BEGIN DATA FOR THIS EXERCISE

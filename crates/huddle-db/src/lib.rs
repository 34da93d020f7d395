pub mod migrations;
pub mod models;
pub mod queries;

use anyhow::{Result, anyhow};
use rusqlite::Connection;
use std::path::Path;
use std::sync::Mutex;
use tracing::info;

/// Single-connection SQLite handle. Every unit of work holds the lock for
/// its whole duration, so a `with_tx` body is never interleaved with
/// another request.
pub struct Database {
    conn: Mutex<Connection>,
}

impl Database {
    pub fn open(path: &Path) -> Result<Self> {
        let conn = Connection::open(path)?;

        // WAL mode for concurrent readers from other processes
        conn.pragma_update(None, "journal_mode", "WAL")?;

        let db = Self::init(conn)?;
        info!("Database opened at {}", path.display());
        Ok(db)
    }

    /// Private database that lives as long as the handle. Used by tests.
    pub fn open_in_memory() -> Result<Self> {
        Self::init(Connection::open_in_memory()?)
    }

    fn init(conn: Connection) -> Result<Self> {
        conn.pragma_update(None, "foreign_keys", "ON")?;
        migrations::run(&conn)?;
        Ok(Self {
            conn: Mutex::new(conn),
        })
    }

    /// Run read-only work against the connection.
    pub fn with_conn<F, T, E>(&self, f: F) -> std::result::Result<T, E>
    where
        F: FnOnce(&Connection) -> std::result::Result<T, E>,
        E: From<anyhow::Error>,
    {
        let conn = self
            .conn
            .lock()
            .map_err(|e| anyhow!("DB lock poisoned: {}", e))?;
        f(&conn)
    }

    /// Run `f` inside one transaction: committed when `f` returns `Ok`,
    /// rolled back on any error.
    pub fn with_tx<F, T, E>(&self, f: F) -> std::result::Result<T, E>
    where
        F: FnOnce(&Connection) -> std::result::Result<T, E>,
        E: From<anyhow::Error>,
    {
        let mut conn = self
            .conn
            .lock()
            .map_err(|e| anyhow!("DB lock poisoned: {}", e))?;
        let tx = conn.transaction().map_err(anyhow::Error::from)?;
        let out = f(&tx)?;
        tx.commit().map_err(anyhow::Error::from)?;
        Ok(out)
    }
}

#[cfg(test)]
mod tests {
    use super::*;
    use crate::models::UserRow;
    use crate::queries;

    fn user(id: &str, name: &str) -> UserRow {
        UserRow {
            id: id.into(),
            username: name.into(),
            email: format!("{name}@example.com"),
            password: "hash".into(),
            role: "user".into(),
            created_at: "2024-01-01T00:00:00.000000Z".into(),
        }
    }

    #[test]
    fn failed_transaction_rolls_back() {
        let db = Database::open_in_memory().unwrap();

        let result: anyhow::Result<()> = db.with_tx(|conn| {
            queries::insert_user(conn, &user("u1", "alice"))?;
            Err(anyhow!("abort"))
        });
        assert!(result.is_err());

        let found: anyhow::Result<_> = db.with_conn(|conn| queries::user_by_username(conn, "alice"));
        assert!(found.unwrap().is_none());
    }

    #[test]
    fn committed_transaction_is_visible() {
        let db = Database::open_in_memory().unwrap();

        db.with_tx(|conn| queries::insert_user(conn, &user("u1", "alice")))
            .unwrap();

        let found: anyhow::Result<_> = db.with_conn(|conn| queries::user_by_id(conn, "u1"));
        assert_eq!(found.unwrap().unwrap().username, "alice");
    }
}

END DATA FOR THIS EXERCISE

Would you copy out every line in the records that includes the string "tests"?

    /// Private database that lives as long as the handle. Used by tests.
mod tests {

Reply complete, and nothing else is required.